Movie Review of The Help: It will Make You Laugh and Make you Cry, But Above All it is Movie To Help you Understand

By Julia Colucci

Since the recent protests around the world, Netflix and other streaming services have been showcasing more films on systematic racism to help people better understand the issues. The movie The Help is a 2011 film directed by Tate Taylor and based on the novel by Kathryn Stockett. It’s rated #7 in Netflix movies today, because not only is the cast phenomenal, but the story is an honest representation of the tragic racial injustices that were so prevalent in the past and still linger today.

The movie is about an aspiring writer named Skeeter, played by Emma Stone, living in Jackson, Mississippi in the 1960s.
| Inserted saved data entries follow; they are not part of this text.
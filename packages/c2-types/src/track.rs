use std::collections::VecDeque;
use std::time::Instant;

use serde::{Deserialize, Serialize};

/// Derived from the set of sensors that have contributed to a track.
#[derive(Debug, Clone, Copy, PartialEq, Eq, Serialize, Deserialize)]
#[serde(rename_all = "SCREAMING_SNAKE_CASE")]
pub enum TrackSource {
    Radar,
    Rf,
    Fused,
}

#[derive(Debug, Clone, Copy, PartialEq, Eq, Serialize, Deserialize)]
#[serde(rename_all = "SCREAMING_SNAKE_CASE")]
pub enum TrackType {
    Uav,
    Bird,
    Unknown,
    Clutter,
}

/// RF-intel fields copied in when a radar track fuses with an RF precision
/// detection, or carried alone on an RF-only track.
#[derive(Debug, Clone, Default)]
pub struct RfIntel {
    pub aircraft_model: Option<String>,
    pub serial: Option<String>,
    pub pilot_lat: Option<f64>,
    pub pilot_lon: Option<f64>,
    pub frequency_hz: Option<f64>,
    pub power_dbm: Option<f64>,
}

/// One sample in a track's bounded position history.
#[derive(Debug, Clone, Copy)]
pub struct TailSample {
    pub azimuth_deg: f64,
    pub elevation_deg: f64,
    pub range_m: Option<f64>,
    pub timestamp: Instant,
}

/// A fused track in the tactical picture. Owned exclusively by the fusion
/// engine — every other component reads an immutable snapshot.
#[derive(Debug, Clone)]
pub struct Track {
    /// Stable across updates, unique within a run.
    pub id: u64,
    pub azimuth_deg: f64,
    pub elevation_deg: f64,
    pub range_m: Option<f64>,
    pub velocity_mps: Option<[f64; 3]>,
    /// Smoothed range-rate, m/s, negative = approaching.
    pub range_rate_mps: f64,
    /// Previous range/timestamp pair used to derive range-rate on the next update.
    pub prev_range_m: Option<f64>,
    pub prev_timestamp: Option<Instant>,
    pub first_seen: Instant,
    pub last_update: Instant,
    pub source: TrackSource,
    pub track_type: TrackType,
    pub classification: Option<String>,
    pub confidence: f64,
    pub rf_intel: Option<RfIntel>,
    /// Bounded time-windowed history, monotonically non-decreasing in timestamp.
    pub tail: VecDeque<TailSample>,
    pub threat_score: f64,
    pub prev_threat_score: f64,
    /// Count of measurements that have updated this track, for the wire's `num_updates`.
    pub num_updates: u32,
}

impl Track {
    /// Create a brand-new track from its first measurement.
    pub fn new(
        id: u64,
        now: Instant,
        azimuth_deg: f64,
        elevation_deg: f64,
        range_m: Option<f64>,
        velocity_mps: Option<[f64; 3]>,
        source: TrackSource,
        track_type: TrackType,
        confidence: f64,
    ) -> Self {
        Self {
            id,
            azimuth_deg: azimuth_deg.rem_euclid(360.0),
            elevation_deg,
            range_m,
            velocity_mps,
            range_rate_mps: 0.0,
            prev_range_m: None,
            prev_timestamp: None,
            first_seen: now,
            last_update: now,
            source,
            track_type,
            classification: None,
            confidence: confidence.clamp(0.0, 1.0),
            rf_intel: None,
            tail: VecDeque::new(),
            threat_score: 0.0,
            prev_threat_score: 0.0,
            num_updates: 1,
        }
    }

    /// Age since first measurement, seconds.
    pub fn age_secs(&self, now: Instant) -> f64 {
        now.duration_since(self.first_seen).as_secs_f64()
    }

    /// Whether the track has received a measurement within `stale_after`.
    pub fn is_stale(&self, now: Instant, stale_after_secs: f64) -> bool {
        now.duration_since(self.last_update).as_secs_f64() > stale_after_secs
    }

    /// `first_seen <= last_update` is a class invariant; assert it in tests
    /// and debug builds rather than checking it on every hot-path update.
    pub fn check_invariants(&self) {
        debug_assert!(self.first_seen <= self.last_update);
        debug_assert!((0.0..360.0).contains(&self.azimuth_deg));
        let mut prev_ts: Option<Instant> = None;
        for sample in &self.tail {
            if let Some(p) = prev_ts {
                debug_assert!(sample.timestamp >= p);
            }
            prev_ts = Some(sample.timestamp);
        }
    }
}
It was a time when being a black woman meant that your only future was being a maid to white families and raising their babies. Growing up, Skeeter was very close with her maid, Constantine, who was a much more loving and present figure to her than her own mother. This is one of the reasons she is so dismayed by the way the black community is treated by her friends, neighbors and white people across the country.
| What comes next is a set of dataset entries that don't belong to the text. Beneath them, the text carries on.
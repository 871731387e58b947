//! Routes command - Print the route table.

use std::path::{Path, PathBuf};

use anyhow::Result;
use clap::Args;
use tracing::warn;

use fluxdoc_corpus::{Corpus, RouteTable};

use super::load_config;

#[derive(Args)]
pub struct RoutesArgs {
    /// Docs root relative to the repository root
    #[arg(long)]
    docs_root: Option<PathBuf>,
}

pub fn execute(root: &Path, config_path: Option<&Path>, args: RoutesArgs) -> Result<()> {
    let mut config = load_config(root, config_path)?;
    if let Some(docs_root) = args.docs_root {
        config.docs_root = docs_root;
    }

    let corpus = Corpus::load(root.join(&config.docs_root), &config.corpus_options())?;
    let routes = RouteTable::build(&corpus);

    for (route, file) in routes.iter() {
        println!("{}\t{}", route, file);
    }
    for collision in routes.collisions() {
        warn!(
            "{} also maps to {} (served by {})",
            collision.second, collision.route, collision.first
        );
    }
    Ok(())
}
Because of her progressive mindset and desire to make a difference in the world, Skeeter decides to write a novel containing dozens of stories from maids in her town. The purpose of her book is to show people all over the country what it’s really like for black women to work for white families in the segregated south. However, it proves difficult for Skeeter to find black maids to help her write the novel. Agreeing to share their experiences means putting their lives at risk, because at that time, speaking out was dangerous for people of color. But as discrimination gets worse and worse, more women start to feel hopeless and decide to come forward with their stories.
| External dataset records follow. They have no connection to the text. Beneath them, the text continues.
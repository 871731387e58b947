//! # fluxdoc_corpus
//!
//! Loading side of the Fluxon documentation checker.
//!
//! This crate reads everything the checks run over and nothing else:
//!
//! - **Corpus**: every `.mdx` page under the docs root, sorted by path
//! - **Manifest**: the `docs.json` navigation tree, flattened to page references
//! - **Routes**: the public route of every page, with index collapsing
//! - **Metadata**: the release version declared in `gradle.properties`
//! - **Scan**: the per-line frontmatter/fence/table classifier shared by the checks
//!
//! ## Example
//!
//! ```rust,no_run
//! use fluxdoc_corpus::{Corpus, CorpusOptions, Manifest, RouteTable};
//!
//! let corpus = Corpus::load("mintlify-docs", &CorpusOptions::default()).unwrap();
//! let manifest = Manifest::load("mintlify-docs/docs.json").unwrap();
//! let routes = RouteTable::build(&corpus);
//!
//! for page in manifest.page_refs() {
//!     if corpus.find_page(page).is_none() {
//!         eprintln!("missing page: {}", page);
//!     }
//! }
//! println!("{} routes", routes.len());
//! ```

pub mod corpus;
pub mod error;
pub mod manifest;
pub mod metadata;
pub mod routes;
pub mod scan;

pub use corpus::{Corpus, CorpusOptions, Document};
pub use error::{CorpusError, CorpusResult};
pub use manifest::{Footer, Group, Manifest, Navigation, PageEntry, Tab};
pub use metadata::{parse_version, read_version};
pub use routes::{normalize_link_target, route_for, RouteCollision, RouteTable};
pub use scan::{scan_lines, LineKind, LineScanner, ScanState, ScannedLine};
This movie is engaging, emotional, and moving. 

The acting is phenomenal and the characters are well-developed, especially Aibileen and Minny, the two lead maids played by Viola Davis and Octavia Spencer, respectively. Their stories resonate with you deeply and help you understand what it was like to be a black woman during this Jim Crow era. For instance, in the movie, Skeeter’s friend Hilly claims that everyone should have a separate maid’s bathroom outside their house because black people “carry different diseases than [white people] do.” Obviously, we know that this is extremely racist and untrue, but this ignorant state of mind was common just a few decades ago and allowed for the mistreatment of black people to exist for so long.

I found The Help to be extremely impactful, especially due to the climate that the country is in right now. The Black Lives Matter movement has opened many eyes to the harsh truth of injustice and inequality that still plagues this country today.  (On a personal note, as a white person, I don’t know what it’s like to experience racism. But what I do know is that something in this country needs to change and I watch with pride as people my age voice their opinions). Movies like this are needed to help educate myself and others.
You may like Julia's Review of Mindy Kaling's Never Have I Ever:

The Help will make you laugh and cry. It might make you feel uncomfortable, because it highlights uncomfortable issues. However, feeling discomfort is what leads to change. I believe The Help is one of the many films that should be watched by every American because it is a reminder of our ugly past and how far we have to go. While the solutions to ending racism might be vast and complex, the first step is acknowledging it. The power of this film, and other films like it cannot be underestimated.